There are many techniques that can be used to detect the angular velocity of a MEMS gyroscope. These techniques often have one thing in common, that is, they use a vibrating block instead of a rotating block. The vibrating block resists changes in the axial direction of the vibration even if the structure connected to it is rotating. Therefore, the same rotation detection effect can be obtained by using vibration instead of full rotation, and full rotation is more difficult to achieve in MEMS devices.
The physical phenomenon behind MEMS gyroscopes is the Coriolis effect. This phenomenon occurs when an object moves in a linear direction in a rotating reference frame (see Figure 2). Suppose you are standing on a rotating carousel that is rotating, and the location is marked as t1. If you decide to go straight out, you can appreciate the Coriolis effect.

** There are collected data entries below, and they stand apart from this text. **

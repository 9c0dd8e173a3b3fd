//! Which recipes and buildings a plan may use

use std::collections::HashSet;

use crate::models::{Building, Milestone, Recipe};

/// Opaque predicate consulted before any recipe or building is selected.
pub trait AvailabilityPolicy {
    fn is_recipe_available(&self, recipe: &Recipe) -> bool;
    fn is_building_available(&self, building: &Building) -> bool;
}

/// Everything in the catalog is usable, alternates included.
#[derive(Debug, Clone, Copy, Default)]
pub struct Unrestricted;

impl AvailabilityPolicy for Unrestricted {
    fn is_recipe_available(&self, _recipe: &Recipe) -> bool {
        true
    }

    fn is_building_available(&self, _building: &Building) -> bool {
        true
    }
}

/// A player's research progress.
///
/// Alternate recipes must be unlocked one by one (hard drives). Standard
/// recipes and buildings follow completed milestones; while no milestone
/// has been completed the milestone system is considered unused and all
/// standard content is available.
#[derive(Debug, Clone, Default)]
pub struct ResearchState {
    completed_milestones: HashSet<String>,
    unlocked_alternates: HashSet<String>,
    disabled_standard: HashSet<String>,
    unlocked_recipes: HashSet<String>,
    unlocked_buildings: HashSet<String>,
    gated_buildings: HashSet<String>,
}

impl ResearchState {
    /// Empty research state aware of every milestone in `milestones`.
    ///
    /// Buildings no milestone ever unlocks stay available regardless of
    /// progress.
    pub fn new<'a>(milestones: impl IntoIterator<Item = &'a Milestone>) -> Self {
        let gated_buildings = milestones
            .into_iter()
            .flat_map(|m| m.unlocked_buildings.iter().cloned())
            .collect();
        Self {
            gated_buildings,
            ..Self::default()
        }
    }

    pub fn complete_milestone(&mut self, milestone: &Milestone) {
        self.completed_milestones.insert(milestone.id.clone());
        self.unlocked_recipes
            .extend(milestone.unlocked_recipes.iter().cloned());
        self.unlocked_buildings
            .extend(milestone.unlocked_buildings.iter().cloned());
    }

    /// Complete every milestone up to and including `tier`.
    pub fn complete_through_tier<'a>(
        &mut self,
        milestones: impl IntoIterator<Item = &'a Milestone>,
        tier: u32,
    ) {
        for milestone in milestones.into_iter().filter(|m| m.tier <= tier) {
            self.complete_milestone(milestone);
        }
    }

    pub fn unlock_alternate(&mut self, recipe_id: impl Into<String>) {
        self.unlocked_alternates.insert(recipe_id.into());
    }

    pub fn disable_standard(&mut self, recipe_id: impl Into<String>) {
        self.disabled_standard.insert(recipe_id.into());
    }

    pub fn is_milestone_completed(&self, milestone_id: &str) -> bool {
        self.completed_milestones.contains(milestone_id)
    }

    fn milestones_in_use(&self) -> bool {
        !self.completed_milestones.is_empty()
    }
}

impl AvailabilityPolicy for ResearchState {
    fn is_recipe_available(&self, recipe: &Recipe) -> bool {
        if recipe.is_alternate {
            return self.unlocked_alternates.contains(&recipe.id);
        }
        if self.disabled_standard.contains(&recipe.id) {
            return false;
        }
        !self.milestones_in_use() || self.unlocked_recipes.contains(&recipe.id)
    }

    fn is_building_available(&self, building: &Building) -> bool {
        !self.milestones_in_use()
            || !self.gated_buildings.contains(&building.id)
            || self.unlocked_buildings.contains(&building.id)
    }
}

Figure 2. Speed and acceleration vectors presented in the Coriolis effect.
According to physics, we know that any point on a carousel has an instantaneous velocity Ωr, where Ω is the rotational speed and r is the radius of the point on the rotating wood. So each blue velocity vector in Figure 2 has an amplitude Ωr, and if you stand at any point, you will have the same tangential velocity. The red constant velocity vector represents the radial velocity and is the speed at which you go outside. As you get closer to the outside, your tangential speed will increase. This achieves a half-acceleration effect from the Coriolis effect, with a value equal to Ωv, where v represents the radial velocity.

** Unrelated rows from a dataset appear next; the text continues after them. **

//! Built-in early-game catalog
//!
//! Enough of the iron and copper tree to plan reinforced plates, rotors,
//! modular frames and smart plating without importing game data.

use crate::catalog::{Catalog, ItemCatalog};
use crate::models::{Building, BuildingType, Item, ItemCategory, ItemQuantity, Milestone, Recipe};

const ITEMS: &[(&str, &str, ItemCategory)] = &[
    ("iron_ore", "Iron Ore", ItemCategory::RawResource),
    ("copper_ore", "Copper Ore", ItemCategory::RawResource),
    ("limestone", "Limestone", ItemCategory::RawResource),
    ("coal", "Coal", ItemCategory::RawResource),
    ("iron_ingot", "Iron Ingot", ItemCategory::Ingot),
    ("copper_ingot", "Copper Ingot", ItemCategory::Ingot),
    ("iron_plate", "Iron Plate", ItemCategory::BasicPart),
    ("iron_rod", "Iron Rod", ItemCategory::BasicPart),
    ("screw", "Screw", ItemCategory::BasicPart),
    ("wire", "Wire", ItemCategory::BasicPart),
    ("cable", "Cable", ItemCategory::BasicPart),
    ("concrete", "Concrete", ItemCategory::BasicPart),
    ("copper_sheet", "Copper Sheet", ItemCategory::BasicPart),
    ("reinforced_iron_plate", "Reinforced Iron Plate", ItemCategory::IntermediatePart),
    ("rotor", "Rotor", ItemCategory::IntermediatePart),
    ("modular_frame", "Modular Frame", ItemCategory::IntermediatePart),
    ("smart_plating", "Smart Plating", ItemCategory::SpaceElevator),
];

struct RecipeDef {
    id: &'static str,
    name: &'static str,
    inputs: &'static [(&'static str, f64)],
    outputs: &'static [(&'static str, f64)],
    seconds: f64,
    alternate: bool,
    building: &'static str,
}

const fn standard(
    id: &'static str,
    name: &'static str,
    inputs: &'static [(&'static str, f64)],
    outputs: &'static [(&'static str, f64)],
    seconds: f64,
    building: &'static str,
) -> RecipeDef {
    RecipeDef { id, name, inputs, outputs, seconds, alternate: false, building }
}

const fn alternate(
    id: &'static str,
    name: &'static str,
    inputs: &'static [(&'static str, f64)],
    outputs: &'static [(&'static str, f64)],
    seconds: f64,
    building: &'static str,
) -> RecipeDef {
    RecipeDef { id, name, inputs, outputs, seconds, alternate: true, building }
}

const RECIPES: &[RecipeDef] = &[
    standard("iron_ingot", "Iron Ingot", &[("iron_ore", 1.0)], &[("iron_ingot", 1.0)], 2.0, "smelter"),
    standard("copper_ingot", "Copper Ingot", &[("copper_ore", 1.0)], &[("copper_ingot", 1.0)], 2.0, "smelter"),
    standard("iron_plate", "Iron Plate", &[("iron_ingot", 3.0)], &[("iron_plate", 2.0)], 6.0, "constructor"),
    standard("iron_rod", "Iron Rod", &[("iron_ingot", 1.0)], &[("iron_rod", 1.0)], 4.0, "constructor"),
    standard("screw", "Screw", &[("iron_rod", 1.0)], &[("screw", 4.0)], 6.0, "constructor"),
    standard("wire", "Wire", &[("copper_ingot", 1.0)], &[("wire", 2.0)], 4.0, "constructor"),
    standard("cable", "Cable", &[("wire", 2.0)], &[("cable", 1.0)], 2.0, "constructor"),
    standard("concrete", "Concrete", &[("limestone", 3.0)], &[("concrete", 1.0)], 4.0, "constructor"),
    standard("copper_sheet", "Copper Sheet", &[("copper_ingot", 2.0)], &[("copper_sheet", 1.0)], 6.0, "constructor"),
    standard(
        "reinforced_iron_plate",
        "Reinforced Iron Plate",
        &[("iron_plate", 6.0), ("screw", 12.0)],
        &[("reinforced_iron_plate", 1.0)],
        12.0,
        "assembler",
    ),
    standard("rotor", "Rotor", &[("iron_rod", 5.0), ("screw", 25.0)], &[("rotor", 1.0)], 15.0, "assembler"),
    standard(
        "modular_frame",
        "Modular Frame",
        &[("reinforced_iron_plate", 3.0), ("iron_rod", 12.0)],
        &[("modular_frame", 2.0)],
        60.0,
        "assembler",
    ),
    standard(
        "smart_plating",
        "Smart Plating",
        &[("reinforced_iron_plate", 1.0), ("rotor", 1.0)],
        &[("smart_plating", 1.0)],
        30.0,
        "assembler",
    ),
    alternate("cast_screw", "Alternate: Cast Screw", &[("iron_ingot", 5.0)], &[("screw", 20.0)], 24.0, "constructor"),
    alternate("iron_wire", "Alternate: Iron Wire", &[("iron_ingot", 5.0)], &[("wire", 9.0)], 24.0, "constructor"),
    alternate(
        "bolted_iron_plate",
        "Alternate: Bolted Iron Plate",
        &[("iron_plate", 18.0), ("screw", 50.0)],
        &[("reinforced_iron_plate", 3.0)],
        12.0,
        "assembler",
    ),
    alternate(
        "stitched_iron_plate",
        "Alternate: Stitched Iron Plate",
        &[("iron_plate", 10.0), ("wire", 20.0)],
        &[("reinforced_iron_plate", 3.0)],
        32.0,
        "assembler",
    ),
];

fn buildings() -> Vec<Building> {
    let mut miner_mk2 = Building::new("miner_mk2", "Miner Mk.2", BuildingType::Extractor, 12.0);
    miner_mk2.production_speed = 2.0;

    let mut assembler = Building::new("assembler", "Assembler", BuildingType::Assembler, 15.0);
    assembler.max_input_connections = 2;

    vec![
        Building::new("miner_mk1", "Miner Mk.1", BuildingType::Extractor, 5.0),
        miner_mk2,
        Building::new("smelter", "Smelter", BuildingType::Smelter, 4.0),
        Building::new("constructor", "Constructor", BuildingType::Constructor, 4.0),
        assembler,
    ]
}

fn milestone(id: &str, name: &str, tier: u32, recipes: &[&str], buildings: &[&str]) -> Milestone {
    Milestone {
        id: id.to_string(),
        name: name.to_string(),
        tier,
        unlocked_recipes: recipes.iter().map(|r| r.to_string()).collect(),
        unlocked_buildings: buildings.iter().map(|b| b.to_string()).collect(),
    }
}

fn milestones() -> Vec<Milestone> {
    vec![
        milestone(
            "onboarding",
            "Onboarding",
            0,
            &["iron_ingot", "iron_plate", "iron_rod"],
            &["smelter", "constructor", "miner_mk1"],
        ),
        milestone("hub_upgrade_2", "HUB Upgrade 2", 0, &["copper_ingot", "wire", "cable"], &[]),
        milestone("hub_upgrade_3", "HUB Upgrade 3", 0, &["concrete", "screw"], &[]),
        milestone(
            "part_assembly",
            "Part Assembly",
            2,
            &["reinforced_iron_plate", "copper_sheet", "rotor", "modular_frame", "smart_plating"],
            &["assembler"],
        ),
        milestone("advanced_extraction", "Advanced Extraction", 4, &[], &["miner_mk2"]),
    ]
}

/// The built-in catalog, in a fixed order.
pub fn sample_catalog() -> Catalog {
    let mut catalog = Catalog::new();

    for &(id, name, category) in ITEMS {
        catalog.add_item(Item::new(id, name, category));
    }
    for building in buildings() {
        catalog.add_building(building);
    }

    for def in RECIPES {
        // Every id in RECIPES is listed in ITEMS.
        let quantities = |list: &[(&str, f64)]| {
            list.iter()
                .filter_map(|&(id, quantity)| catalog.get(id).map(|item| ItemQuantity::new(item, quantity)))
                .collect::<Vec<_>>()
        };
        let recipe = Recipe {
            id: def.id.to_string(),
            name: def.name.to_string(),
            inputs: quantities(def.inputs),
            outputs: quantities(def.outputs),
            production_time_seconds: def.seconds,
            is_alternate: def.alternate,
            compatible_buildings: vec![def.building.to_string()],
        };
        catalog.add_recipe(recipe);
    }

    for milestone in milestones() {
        catalog.add_milestone(milestone);
    }

    catalog
}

The second part of the Coriolis acceleration comes from the acceleration vector (marked green). If you look at the red velocity vectors at t1 and t2, you will notice that their amplitudes are the same, but they are in different directions. This change in direction of the velocity vector means that there must be tangential acceleration in the direction of the green vector. This acceleration is the other half of the Coriolis acceleration, which is also equal to Ωv. Therefore, if you add two independent acceleration vectors together, you can get 2Ωv. If your mass is m, this acceleration will apply 2Ωvm to you. This force produces a counterforce of the same magnitude and opposite direction on the carousel, with a value equal to –2 Ω vm. Since this is a negative value, the direction of the force is opposite to the direction of rotation.

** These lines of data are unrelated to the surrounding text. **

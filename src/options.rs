//! Planner configuration

use std::fmt;
use std::str::FromStr;

use serde::{Deserialize, Serialize};

/// In-game hard ceiling on clock speed (250%).
pub const MAX_CLOCK_SPEED: f64 = 2.5;

#[derive(Debug, Clone, Copy, PartialEq, Eq, Hash, Serialize, Deserialize, Default)]
pub enum OptimizationTarget {
    /// Minimize power draw
    PowerEfficiency,
    /// Maximize throughput per machine
    Speed,
    /// Fewest moving parts
    #[default]
    Simplicity,
    /// Least raw input per unit of output
    ResourceEfficiency,
}

impl FromStr for OptimizationTarget {
    type Err = String;

    fn from_str(s: &str) -> Result<Self, Self::Err> {
        match s.to_ascii_lowercase().replace(['-', '_'], "").as_str() {
            "power" | "powerefficiency" => Ok(Self::PowerEfficiency),
            "speed" => Ok(Self::Speed),
            "simplicity" | "simple" => Ok(Self::Simplicity),
            "resource" | "resources" | "resourceefficiency" => Ok(Self::ResourceEfficiency),
            other => Err(format!(
                "unknown optimization target '{other}' (expected power, speed, simplicity or resource)"
            )),
        }
    }
}

impl fmt::Display for OptimizationTarget {
    fn fmt(&self, f: &mut fmt::Formatter<'_>) -> fmt::Result {
        let name = match self {
            Self::PowerEfficiency => "power-efficiency",
            Self::Speed => "speed",
            Self::Simplicity => "simplicity",
            Self::ResourceEfficiency => "resource-efficiency",
        };
        f.write_str(name)
    }
}

/// Options steering recipe/building selection and the optimizer passes.
///
/// Every field has a default, so a partial JSON document is a valid config.
#[derive(Debug, Clone, PartialEq, Serialize, Deserialize)]
#[serde(default, rename_all = "camelCase")]
pub struct OptimizationOptions {
    pub optimize_for: OptimizationTarget,
    pub prefer_alternate_recipes: bool,
    pub allow_overclocking: bool,
    pub max_overclock_percentage: f64,
}

impl Default for OptimizationOptions {
    fn default() -> Self {
        Self {
            optimize_for: OptimizationTarget::Simplicity,
            prefer_alternate_recipes: false,
            allow_overclocking: true,
            max_overclock_percentage: 250.0,
        }
    }
}

impl OptimizationOptions {
    /// Clock multiplier the overclock pass may use, capped at 250%.
    pub fn max_clock_speed(&self) -> f64 {
        (self.max_overclock_percentage / 100.0).min(MAX_CLOCK_SPEED)
    }

    pub fn from_json(json: &str) -> serde_json::Result<Self> {
        serde_json::from_str(json)
    }
}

If you are going back to the center of the carousel, then all mathematical calculations are the same, except that the red velocity vector now points inside, making them appear opposite signs. The final equation for your reaction at this point is –2 Ω (–v) m, or 2 Ω vm. So if you go inside, the magnitude of the reaction you produce on the carousel will remain the same, in the same direction as the direction of rotation.
To visually represent a MEMS gyroscope, a person can be replaced with a radially moving micro-vibration block and replace the carousel with any structure you wish to mount the gyroscope on, as shown in Figure 3.
Figure 3. Implementation of a MEMS gyroscope.
The micro-block m will vibrate back and forth, thus producing a vertical Coriolis force of the same frequency. The magnitude of these forces is equal to ±2 Ωvm and is directly proportional to the angular velocity Ω of the overall system. These forces will cause the white portion of the component shown in Figure 3 to be pushed from one side to the other, and these displacements can be detected as changes in capacitance.
At this time, what the gyroscope needs is to use the relevant circuit to detect the oscillation of the capacitor, convert it to a voltage, and then rectify and output a DC voltage. The purpose of this circuit is to convert the rotational speed into a voltage. Some gyroscope manufacturers are integrating all of these functions into a single package, enabling a small, efficient but cost-effective solution. Some MEMS gyroscope manufacturers have adopted the simplest signal conditioning method in order to reduce the price of the product, so external circuits are needed to achieve signal adjustment and accurate measurement.